Biology Department Seminar | Mo Siddiq, University of Michigan | Evolutionary variation of metabolic genes: molecular causes and organismal consequences
Postdoctoral Associate, Department of Ecology & Evolutionary Biology.
Abstract
Organisms and their phenotypes diversify over evolutionary time because of genetic changes. What these genetic changes are and how they act mechanistically remain largely unknown. Addressing this knowledge gap requires linking variation in genes to variation in molecular, biochemical, and organismal phenotypes. My research aims to establish these links using an integrative approach to better understand the types of genetic changes and molecular mechanisms that have caused evolutionary variation in metabolic genes in Drosophila flies and Saccharomyces yeast.

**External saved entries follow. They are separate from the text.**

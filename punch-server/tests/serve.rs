use std::path::PathBuf;
use std::sync::Arc;
use std::time::Duration;

use punch_server::{ServerConfig, StaticFiles};
use tokio::io::{AsyncReadExt, AsyncWriteExt};
use tokio::net::TcpStream;

fn site_root() -> PathBuf {
    PathBuf::from(env!("CARGO_MANIFEST_DIR")).join("tests/fixtures/site")
}

fn site() -> StaticFiles {
    StaticFiles::new(site_root())
}

#[tokio::test]
async fn test_root_serves_index() {
    let files = site();
    let root = files.serve("/").await;
    let index = files.serve("/index.html").await;
    assert_eq!(root.status, 200);
    assert_eq!(root.content_type, "text/html");
    assert_eq!(root.body, index.body);
    assert!(String::from_utf8_lossy(&root.body).contains("punch-canvas"));
}

#[tokio::test]
async fn test_javascript_content_type() {
    let resp = site().serve("/app.js").await;
    assert_eq!(resp.status, 200);
    assert_eq!(resp.content_type, "text/javascript");
}

#[tokio::test]
async fn test_missing_file_is_404() {
    let resp = site().serve("/nope.css").await;
    assert_eq!(resp.status, 404);
    assert_eq!(resp.content_type, "text/html");
    assert!(String::from_utf8_lossy(&resp.body).contains("404"));
}

#[tokio::test]
async fn test_directory_read_is_500() {
    let resp = site().serve("/docs").await;
    assert_eq!(resp.status, 500);
    assert!(String::from_utf8_lossy(&resp.body).contains("500"));
}

#[tokio::test]
async fn test_query_string_ignored() {
    let files = site();
    let plain = files.serve("/app.js").await;
    let cached = files.serve("/app.js?v=42").await;
    assert_eq!(cached.status, 200);
    assert_eq!(plain.body, cached.body);
}

#[tokio::test]
async fn test_parent_dirs_clamped_at_root() {
    let files = site();
    let index = files.serve("/index.html").await;
    let dotted = files.serve("/docs/../index.html").await;
    assert_eq!(dotted.status, 200);
    assert_eq!(dotted.body, index.body);

    // resolves to <root>/serve.rs, which the site does not have
    let escaped = files.serve("/../serve.rs").await;
    assert_eq!(escaped.status, 404);
}

async fn spawn_server() -> u16 {
    let config = ServerConfig {
        port: 0,
        root: site_root(),
    };
    let listener = punch_server::bind(&config).await.unwrap();
    let port = listener.local_addr().unwrap().port();
    let files = Arc::new(StaticFiles::new(&config.root));
    tokio::spawn(punch_server::serve(listener, files));
    port
}

async fn roundtrip(port: u16, request: impl AsRef<[u8]>) -> String {
    let mut stream = TcpStream::connect(("127.0.0.1", port)).await.unwrap();
    stream.write_all(request.as_ref()).await.unwrap();
    let mut raw = Vec::new();
    let read = tokio::time::timeout(Duration::from_secs(5), stream.read_to_end(&mut raw)).await;
    read.expect("no response within 5s").unwrap();
    String::from_utf8(raw).unwrap()
}

#[tokio::test]
async fn test_serves_over_tcp() {
    let port = spawn_server().await;

    let ok = roundtrip(port, "GET / HTTP/1.1\r\nHost: localhost\r\n\r\n").await;
    assert!(ok.starts_with("HTTP/1.1 200 OK\r\n"));
    assert!(ok.contains("Content-Type: text/html\r\n"));
    assert!(ok.contains("punch-canvas"));

    let missing = roundtrip(port, "GET /missing.png HTTP/1.1\r\n\r\n").await;
    assert!(missing.starts_with("HTTP/1.1 404 Not Found\r\n"));
    assert!(missing.ends_with("<h1>404 - File Not Found</h1>"));
}

#[tokio::test]
async fn test_malformed_request_is_400() {
    let port = spawn_server().await;
    let resp = roundtrip(port, "garbage\r\n\r\n").await;
    assert!(resp.starts_with("HTTP/1.1 400 Bad Request\r\n"));
}

#[tokio::test]
async fn test_non_utf8_request_line_is_400() {
    let port = spawn_server().await;
    let resp = roundtrip(port, b"GET /\xff\xfe HTTP/1.1\r\n\r\n").await;
    assert!(resp.starts_with("HTTP/1.1 400 Bad Request\r\n"));
    assert!(resp.ends_with("<h1>400 - Bad Request</h1>"));
}

#[tokio::test]
async fn test_unterminated_head_is_400() {
    let port = spawn_server().await;
    // twice the head limit, no newline, connection left open
    let flood = vec![b'A'; 2 * punch_server::server::MAX_HEAD_BYTES];
    let resp = roundtrip(port, flood).await;
    assert!(resp.starts_with("HTTP/1.1 400 Bad Request\r\n"));
}

#[tokio::test]
async fn test_oversized_header_line_is_400() {
    let port = spawn_server().await;
    let mut request = b"GET / HTTP/1.1\r\nX-Padding: ".to_vec();
    request.extend(std::iter::repeat(b'x').take(punch_server::server::MAX_HEAD_BYTES));
    request.extend_from_slice(b"\r\n\r\n");
    let resp = roundtrip(port, request).await;
    assert!(resp.starts_with("HTTP/1.1 400 Bad Request\r\n"));
}
//! Punch Server - static file server for the punch visualizer
//!
//! Maps request paths onto files under a root directory, infers the
//! content type from the extension and answers 404 for missing files,
//! 500 for any other read failure.

pub mod config;
pub mod error;
pub mod files;
pub mod http;
pub mod mime;
pub mod server;

pub use config::ServerConfig;
pub use error::{ConfigError, ServeError};
pub use files::StaticFiles;
pub use http::{Request, Response};
pub use server::{bind, serve};
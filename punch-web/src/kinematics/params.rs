//! Parameter set - rotation speeds, initial angles and segment lengths
//!
//! Values arrive pre-clamped to the slider ranges below. The kinematic
//! model itself never rejects or clamps anything.

/// Inclusive slider range for one parameter
#[derive(Clone, Copy, Debug, PartialEq)]
pub struct ParamRange {
    pub min: f32,
    pub max: f32,
    pub step: f32,
}

impl ParamRange {
    const fn new(min: f32, max: f32, step: f32) -> Self {
        Self { min, max, step }
    }

    /// Pull a value into the range
    pub fn clamp(&self, value: f32) -> f32 {
        value.clamp(self.min, self.max)
    }

    pub fn contains(&self, value: f32) -> bool {
        value >= self.min && value <= self.max
    }
}

/// Every user-adjustable parameter
#[derive(Clone, Copy, Debug, PartialEq, Eq, Hash)]
pub enum ParamId {
    HipRotation,
    SpineSpring,
    ShoulderRotation,
    ElbowRotation,
    HipInitialAngle,
    ShoulderInitialAngle,
    ElbowInitialAngle,
    HipLength,
    CollarLength,
    UpperArmLength,
    ForearmLength,
}

/// All parameters in slider order
pub const PARAM_IDS: [ParamId; 11] = [
    ParamId::HipRotation,
    ParamId::SpineSpring,
    ParamId::ShoulderRotation,
    ParamId::ElbowRotation,
    ParamId::HipInitialAngle,
    ParamId::ShoulderInitialAngle,
    ParamId::ElbowInitialAngle,
    ParamId::HipLength,
    ParamId::CollarLength,
    ParamId::UpperArmLength,
    ParamId::ForearmLength,
];

impl ParamId {
    /// Look up a parameter by the key the JS side uses
    pub fn from_name(name: &str) -> Option<Self> {
        PARAM_IDS.iter().copied().find(|id| id.name() == name)
    }

    pub fn name(&self) -> &'static str {
        match self {
            ParamId::HipRotation => "hipRotation",
            ParamId::SpineSpring => "spineSpring",
            ParamId::ShoulderRotation => "shoulderRotation",
            ParamId::ElbowRotation => "elbowRotation",
            ParamId::HipInitialAngle => "hipInitialAngle",
            ParamId::ShoulderInitialAngle => "shoulderInitialAngle",
            ParamId::ElbowInitialAngle => "elbowInitialAngle",
            ParamId::HipLength => "hipLength",
            ParamId::CollarLength => "collarLength",
            ParamId::UpperArmLength => "upperArmLength",
            ParamId::ForearmLength => "forearmLength",
        }
    }

    /// UI range constraint
    pub fn range(&self) -> ParamRange {
        match self {
            ParamId::HipRotation => ParamRange::new(0.0, 180.0, 5.0),
            ParamId::SpineSpring => ParamRange::new(0.0, 180.0, 5.0),
            ParamId::ShoulderRotation => ParamRange::new(0.0, 360.0, 10.0),
            ParamId::ElbowRotation => ParamRange::new(0.0, 540.0, 10.0),
            ParamId::HipInitialAngle => ParamRange::new(-45.0, 45.0, 1.0),
            ParamId::ShoulderInitialAngle => ParamRange::new(-90.0, 90.0, 1.0),
            ParamId::ElbowInitialAngle => ParamRange::new(-150.0, 30.0, 1.0),
            ParamId::HipLength => ParamRange::new(10.0, 40.0, 1.0),
            ParamId::CollarLength => ParamRange::new(10.0, 40.0, 1.0),
            ParamId::UpperArmLength => ParamRange::new(20.0, 60.0, 1.0),
            ParamId::ForearmLength => ParamRange::new(20.0, 50.0, 1.0),
        }
    }

    /// Display unit (for log lines)
    pub fn unit(&self) -> &'static str {
        match self {
            ParamId::HipRotation | ParamId::ShoulderRotation | ParamId::ElbowRotation => "°/s",
            ParamId::HipInitialAngle | ParamId::ShoulderInitialAngle | ParamId::ElbowInitialAngle => "°",
            ParamId::HipLength | ParamId::CollarLength | ParamId::UpperArmLength | ParamId::ForearmLength => "cm",
            ParamId::SpineSpring => "",
        }
    }
}

/// Full parameter set for the kinetic chain
#[derive(Clone, Copy, Debug, PartialEq)]
pub struct Parameters {
    /// Hip angular speed (°/s) - starts the chain
    pub hip_rotation: f32,
    /// Spine spring constant k (only feeds the unused response time)
    pub spine_spring: f32,
    /// Shoulder angular speed (°/s)
    pub shoulder_rotation: f32,
    /// Elbow angular speed (°/s), relative to the shoulder while playing
    pub elbow_rotation: f32,

    pub hip_initial_angle: f32,
    pub shoulder_initial_angle: f32,
    pub elbow_initial_angle: f32,

    /// Segment lengths in centimeters
    pub hip_length: f32,
    pub collar_length: f32,
    pub upper_arm_length: f32,
    pub forearm_length: f32,
}

impl Default for Parameters {
    fn default() -> Self {
        Self {
            hip_rotation: 45.0,
            spine_spring: 45.0,
            shoulder_rotation: 180.0,
            elbow_rotation: 270.0,
            hip_initial_angle: 0.0,
            shoulder_initial_angle: 0.0,
            elbow_initial_angle: 0.0,
            hip_length: 20.0,
            collar_length: 20.0,
            upper_arm_length: 35.0,
            forearm_length: 30.0,
        }
    }
}

impl Parameters {
    pub fn get(&self, id: ParamId) -> f32 {
        match id {
            ParamId::HipRotation => self.hip_rotation,
            ParamId::SpineSpring => self.spine_spring,
            ParamId::ShoulderRotation => self.shoulder_rotation,
            ParamId::ElbowRotation => self.elbow_rotation,
            ParamId::HipInitialAngle => self.hip_initial_angle,
            ParamId::ShoulderInitialAngle => self.shoulder_initial_angle,
            ParamId::ElbowInitialAngle => self.elbow_initial_angle,
            ParamId::HipLength => self.hip_length,
            ParamId::CollarLength => self.collar_length,
            ParamId::UpperArmLength => self.upper_arm_length,
            ParamId::ForearmLength => self.forearm_length,
        }
    }

    /// Copy with one parameter replaced (stored as given)
    #[must_use]
    pub fn with(mut self, id: ParamId, value: f32) -> Self {
        let slot = match id {
            ParamId::HipRotation => &mut self.hip_rotation,
            ParamId::SpineSpring => &mut self.spine_spring,
            ParamId::ShoulderRotation => &mut self.shoulder_rotation,
            ParamId::ElbowRotation => &mut self.elbow_rotation,
            ParamId::HipInitialAngle => &mut self.hip_initial_angle,
            ParamId::ShoulderInitialAngle => &mut self.shoulder_initial_angle,
            ParamId::ElbowInitialAngle => &mut self.elbow_initial_angle,
            ParamId::HipLength => &mut self.hip_length,
            ParamId::CollarLength => &mut self.collar_length,
            ParamId::UpperArmLength => &mut self.upper_arm_length,
            ParamId::ForearmLength => &mut self.forearm_length,
        };
        *slot = value;
        self
    }

    /// Flat values in `PARAM_IDS` order (for slider re-sync on the JS side)
    pub fn as_flat(&self) -> Vec<f32> {
        PARAM_IDS.iter().map(|id| self.get(*id)).collect()
    }
}
//! Pose computation - forward kinematics of the punch chain
//!
//! Positions are centimeters relative to the scene center, x right and
//! y down (canvas convention), so the target sits at negative y.

use super::angles::{interior_angle, resolve_joint_angles, JointAngles};
use super::params::Parameters;
use crate::animation::AnimationState;

/// 2D point in centimeters
pub type Point = (f32, f32);

/// Target distance above the scene center (cm)
pub const TARGET_OFFSET_CM: f32 = 50.0;

/// Target radius (cm) - 10 cm bullseye
pub const TARGET_RADIUS_CM: f32 = 5.0;

/// Number of points in [`Pose::as_flat`]
pub const POSE_POINT_COUNT: usize = 8;

/// Rigid rod between two points
#[derive(Clone, Copy, Debug, PartialEq)]
pub struct Segment {
    pub start: Point,
    pub end: Point,
}

impl Segment {
    /// Segment of `length` centered on `center`, pointing along `angle`
    pub fn centered(center: Point, angle: f32, length: f32) -> Self {
        let half = length / 2.0;
        let (sin, cos) = angle.sin_cos();
        Self {
            start: (center.0 - cos * half, center.1 - sin * half),
            end: (center.0 + cos * half, center.1 + sin * half),
        }
    }

    pub fn midpoint(&self) -> Point {
        ((self.start.0 + self.end.0) / 2.0, (self.start.1 + self.end.1) / 2.0)
    }

    pub fn length(&self) -> f32 {
        distance(self.start, self.end)
    }
}

/// Full set of joint positions for one frame
#[derive(Clone, Copy, Debug, PartialEq)]
pub struct Pose {
    pub angles: JointAngles,
    /// Shared pivot of the hip and collar segments
    pub center: Point,
    pub hip: Segment,
    pub collar: Segment,
    pub shoulder: Point,
    pub elbow: Point,
    pub fist: Point,
    pub target: Point,
}

/// Derived readout for the debug overlay
#[derive(Clone, Copy, Debug, Default, PartialEq)]
pub struct PoseMetrics {
    pub hip_deg: f32,
    pub shoulder_deg: f32,
    pub elbow_deg: f32,
    /// Interior angle at the elbow (180° = straight arm)
    pub elbow_flexion_deg: f32,
    /// Shoulder to fist distance
    pub reach_cm: f32,
    /// Fist to target center distance
    pub target_distance_cm: f32,
}

/// Compute the pose from parameters and animation state
pub fn compute_pose(params: &Parameters, animation: &AnimationState) -> Pose {
    let angles = resolve_joint_angles(params, animation);
    let center = (0.0, 0.0);

    let hip = Segment::centered(center, angles.hip, params.hip_length);
    let collar = Segment::centered(center, angles.collar, params.collar_length);

    // Right end of the collar bone is the shoulder
    let shoulder = collar.end;
    let elbow = extend(shoulder, angles.shoulder, params.upper_arm_length);
    let fist = extend(elbow, angles.elbow, params.forearm_length);

    Pose {
        angles,
        center,
        hip,
        collar,
        shoulder,
        elbow,
        fist,
        target: (center.0, center.1 - TARGET_OFFSET_CM),
    }
}

/// Distal joint = proximal + length * (cos θ, sin θ)
fn extend(from: Point, angle: f32, length: f32) -> Point {
    let (sin, cos) = angle.sin_cos();
    (from.0 + cos * length, from.1 + sin * length)
}

fn distance(a: Point, b: Point) -> f32 {
    let dx = b.0 - a.0;
    let dy = b.1 - a.1;
    (dx * dx + dy * dy).sqrt()
}

impl Pose {
    /// Flat `[x, y]` pairs: hip start/end, collar start/end, shoulder,
    /// elbow, fist, target
    pub fn as_flat(&self) -> Vec<f32> {
        let points: [Point; POSE_POINT_COUNT] = [
            self.hip.start,
            self.hip.end,
            self.collar.start,
            self.collar.end,
            self.shoulder,
            self.elbow,
            self.fist,
            self.target,
        ];
        points.iter().flat_map(|p| [p.0, p.1]).collect()
    }

    pub fn metrics(&self) -> PoseMetrics {
        PoseMetrics {
            hip_deg: self.angles.hip.to_degrees(),
            shoulder_deg: self.angles.shoulder.to_degrees(),
            elbow_deg: self.angles.elbow.to_degrees(),
            elbow_flexion_deg: interior_angle(self.shoulder, self.elbow, self.fist),
            reach_cm: distance(self.shoulder, self.fist),
            target_distance_cm: distance(self.fist, self.target),
        }
    }
}
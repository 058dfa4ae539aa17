//! Error types
//!
//! [`ServeError`] is terminal for a single request only; it maps to a
//! status code and a small HTML body. [`ConfigError`] stops the server
//! before it binds.

use std::io;
use std::path::PathBuf;

use thiserror::Error;

#[derive(Error, Debug)]
pub enum ServeError {
    /// No file at the resolved path, or the path escapes the root
    #[error("file not found: {0}")]
    NotFound(PathBuf),

    /// Any other read failure (permissions, directory, I/O)
    #[error("failed to read {path}: {source}")]
    Read {
        path: PathBuf,
        #[source]
        source: io::Error,
    },

    /// Unparseable request head
    #[error("bad request: {0}")]
    BadRequest(String),

    /// Request head not terminated within the size limit
    #[error("request head exceeds {0} bytes")]
    HeadTooLarge(usize),
}

impl ServeError {
    /// Classify a read error for `path`
    pub fn from_io(path: PathBuf, err: io::Error) -> Self {
        if err.kind() == io::ErrorKind::NotFound {
            ServeError::NotFound(path)
        } else {
            ServeError::Read { path, source: err }
        }
    }

    pub fn status(&self) -> u16 {
        match self {
            ServeError::NotFound(_) => 404,
            ServeError::Read { .. } => 500,
            ServeError::BadRequest(_) | ServeError::HeadTooLarge(_) => 400,
        }
    }

    /// HTML body sent to the client
    pub fn body(&self) -> &'static str {
        match self {
            ServeError::NotFound(_) => "<h1>404 - File Not Found</h1>",
            ServeError::Read { .. } => "<h1>500 - Server Error</h1>",
            ServeError::BadRequest(_) | ServeError::HeadTooLarge(_) => "<h1>400 - Bad Request</h1>",
        }
    }
}

#[derive(Error, Debug)]
pub enum ConfigError {
    #[error("invalid port: {0:?}")]
    InvalidPort(String),

    #[error("unexpected argument: {0:?} (usage: punch-server [root] [port])")]
    UnexpectedArgument(String),
}

#[cfg(test)]
mod tests {
    use super::*;

    #[test]
    fn test_not_found_classification() {
        let err = ServeError::from_io("a.html".into(), io::Error::from(io::ErrorKind::NotFound));
        assert_eq!(err.status(), 404);
        assert!(err.body().contains("404"));
    }

    #[test]
    fn test_other_errors_are_500() {
        let err = ServeError::from_io("a.html".into(), io::Error::from(io::ErrorKind::PermissionDenied));
        assert_eq!(err.status(), 500);
        assert!(err.body().contains("500"));
        assert!(err.to_string().starts_with("failed to read a.html"));
    }

    #[test]
    fn test_oversized_head_is_bad_request() {
        let err = ServeError::HeadTooLarge(8192);
        assert_eq!(err.status(), 400);
        assert_eq!(err.to_string(), "request head exceeds 8192 bytes");
    }
}
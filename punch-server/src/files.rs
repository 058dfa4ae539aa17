//! Static file lookup under a root directory

use std::path::{Component, Path, PathBuf};

use crate::error::ServeError;
use crate::http::{strip_query, Response};
use crate::mime::content_type_for;

/// Files served from one root directory
pub struct StaticFiles {
    root: PathBuf,
}

impl StaticFiles {
    pub fn new(root: impl AsRef<Path>) -> Self {
        Self {
            root: root.as_ref().to_path_buf(),
        }
    }

    #[inline]
    pub fn root(&self) -> &Path {
        &self.root
    }

    /// Map a request target to a path under the root.
    /// `/` is `/index.html`. Dot segments are normalized the way a URL
    /// parser does, so `..` stops at the root instead of leaving it.
    pub fn resolve(&self, target: &str) -> Result<PathBuf, ServeError> {
        let path = strip_query(target);
        let path = if path == "/" { "/index.html" } else { path };

        let mut parts = Vec::new();
        for component in Path::new(path.trim_start_matches('/')).components() {
            match component {
                Component::Normal(part) => parts.push(part),
                Component::ParentDir => {
                    parts.pop();
                }
                Component::CurDir => {}
                Component::RootDir | Component::Prefix(_) => {
                    return Err(ServeError::NotFound(PathBuf::from(path)));
                }
            }
        }

        let mut resolved = self.root.clone();
        resolved.extend(parts);
        Ok(resolved)
    }

    /// Read the file for `target`
    pub async fn read(&self, target: &str) -> Result<(PathBuf, Vec<u8>), ServeError> {
        let path = self.resolve(target)?;
        match tokio::fs::read(&path).await {
            Ok(data) => Ok((path, data)),
            Err(err) => Err(ServeError::from_io(path, err)),
        }
    }

    /// Full response for `target`; failures become 404 / 500 pages
    pub async fn serve(&self, target: &str) -> Response {
        match self.read(target).await {
            Ok((path, data)) => {
                log::info!("Request: {} -> {}", target, path.display());
                Response::ok(content_type_for(&path), data)
            }
            Err(err) => {
                match &err {
                    ServeError::Read { .. } => log::error!("Request: {} -> {}", target, err),
                    _ => log::warn!("Request: {} -> {}", target, err),
                }
                Response::from_error(&err)
            }
        }
    }
}

#[cfg(test)]
mod tests {
    use super::*;

    #[test]
    fn test_resolve_root_to_index() {
        let files = StaticFiles::new("/srv/site");
        assert_eq!(files.resolve("/").unwrap(), PathBuf::from("/srv/site/index.html"));
        assert_eq!(files.resolve("/?cache=0").unwrap(), PathBuf::from("/srv/site/index.html"));
    }

    #[test]
    fn test_resolve_nested() {
        let files = StaticFiles::new("/srv/site");
        assert_eq!(files.resolve("/pkg/./punch_web.js").unwrap(), PathBuf::from("/srv/site/pkg/punch_web.js"));
    }

    #[test]
    fn test_resolve_parent_dirs_stay_under_root() {
        let files = StaticFiles::new("/srv/site");
        assert_eq!(files.resolve("/pkg/../index.html").unwrap(), PathBuf::from("/srv/site/index.html"));
        assert_eq!(files.resolve("/../secret.txt").unwrap(), PathBuf::from("/srv/site/secret.txt"));
        assert_eq!(files.resolve("/pkg/../../etc/passwd").unwrap(), PathBuf::from("/srv/site/etc/passwd"));
    }
}
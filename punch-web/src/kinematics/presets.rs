//! Punch presets - fixed rotation patterns per punch type

use super::params::Parameters;

/// Punch type labels (button order)
pub const PUNCH_TYPES: [&str; 4] = ["jab", "cross", "hook", "uppercut"];

/// Punch type enum for type-safe handling
#[derive(Clone, Copy, Debug, PartialEq, Eq)]
pub enum PunchType {
    Jab,
    Cross,
    Hook,
    Uppercut,
}

/// The four rotation parameters a preset overwrites
#[derive(Clone, Copy, Debug, PartialEq)]
pub struct RotationPreset {
    pub hip_rotation: f32,
    pub spine_spring: f32,
    pub shoulder_rotation: f32,
    pub elbow_rotation: f32,
}

impl PunchType {
    pub fn from_name(name: &str) -> Option<Self> {
        match name {
            "jab" => Some(PunchType::Jab),
            "cross" => Some(PunchType::Cross),
            "hook" => Some(PunchType::Hook),
            "uppercut" => Some(PunchType::Uppercut),
            _ => None,
        }
    }

    pub fn as_str(&self) -> &'static str {
        match self {
            PunchType::Jab => "jab",
            PunchType::Cross => "cross",
            PunchType::Hook => "hook",
            PunchType::Uppercut => "uppercut",
        }
    }

    /// Display name
    pub fn label(&self) -> &'static str {
        match self {
            PunchType::Jab => "Jab",
            PunchType::Cross => "Cross",
            PunchType::Hook => "Hook",
            PunchType::Uppercut => "Uppercut",
        }
    }

    pub fn preset(&self) -> RotationPreset {
        let (hip_rotation, spine_spring, shoulder_rotation, elbow_rotation) = match self {
            PunchType::Jab => (20.0, 30.0, 150.0, 200.0),
            PunchType::Cross => (40.0, 50.0, 200.0, 300.0),
            PunchType::Hook => (60.0, 80.0, 180.0, 150.0),
            PunchType::Uppercut => (50.0, 70.0, 220.0, 280.0),
        };
        RotationPreset { hip_rotation, spine_spring, shoulder_rotation, elbow_rotation }
    }
}

impl RotationPreset {
    /// Overwrite the rotation parameters, leaving angles and lengths alone
    pub fn apply(&self, params: Parameters) -> Parameters {
        Parameters {
            hip_rotation: self.hip_rotation,
            spine_spring: self.spine_spring,
            shoulder_rotation: self.shoulder_rotation,
            elbow_rotation: self.elbow_rotation,
            ..params
        }
    }
}
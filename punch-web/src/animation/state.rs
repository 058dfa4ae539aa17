//! Animation state - play flag, elapsed time and instantaneous angles
//!
//! Transitions consume the state and return the next one; nothing is
//! mutated in place.

use crate::kinematics::Joint;

/// Play state of the animation plus the angles used while stopped
#[derive(Clone, Copy, Debug, Default, PartialEq)]
pub struct AnimationState {
    playing: bool,
    /// Seconds of animation time (only advances while playing)
    elapsed: f64,
    hip_angle_deg: f32,
    shoulder_angle_deg: f32,
    elbow_angle_deg: f32,
}

impl AnimationState {
    pub fn new() -> Self {
        Self::default()
    }

    pub fn is_playing(&self) -> bool {
        self.playing
    }

    pub fn elapsed(&self) -> f64 {
        self.elapsed
    }

    /// Stored angle (degrees) used while stopped
    pub fn instantaneous_angle(&self, joint: Joint) -> f32 {
        match joint {
            Joint::Hip => self.hip_angle_deg,
            Joint::Shoulder => self.shoulder_angle_deg,
            Joint::Elbow => self.elbow_angle_deg,
        }
    }

    #[must_use]
    pub fn with_instantaneous_angle(mut self, joint: Joint, deg: f32) -> Self {
        match joint {
            Joint::Hip => self.hip_angle_deg = deg,
            Joint::Shoulder => self.shoulder_angle_deg = deg,
            Joint::Elbow => self.elbow_angle_deg = deg,
        }
        self
    }

    #[must_use]
    pub fn play(mut self) -> Self {
        self.playing = true;
        self
    }

    /// Stop, keeping elapsed time
    #[must_use]
    pub fn pause(mut self) -> Self {
        self.playing = false;
        self
    }

    /// Stop and rewind to zero. Instantaneous angles are kept.
    #[must_use]
    pub fn reset(mut self) -> Self {
        self.playing = false;
        self.elapsed = 0.0;
        self
    }

    /// Advance animation time by `dt` seconds; no-op while stopped
    #[must_use]
    pub fn advance(mut self, dt: f64) -> Self {
        if self.playing && dt > 0.0 {
            self.elapsed += dt;
        }
        self
    }
}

Results from my work center on two themes: 1) how proteins and their regulation both evolve to create different types of diversity at the molecular and organismal phenotype level and 2) how different types of genetic changes can work to reshape genotype-phenotype relationships even in the absence of phenotypic divergence. Collectively, my research highlights how relying on sequence signatures of selection can lead to spurious inferences about historical evolution and seeks to demonstrate alternative approaches in which complementary types of experiments are used in explicit evolutionary frameworks to understand mechanisms that drive patterns of phenotypic conservation and diversity.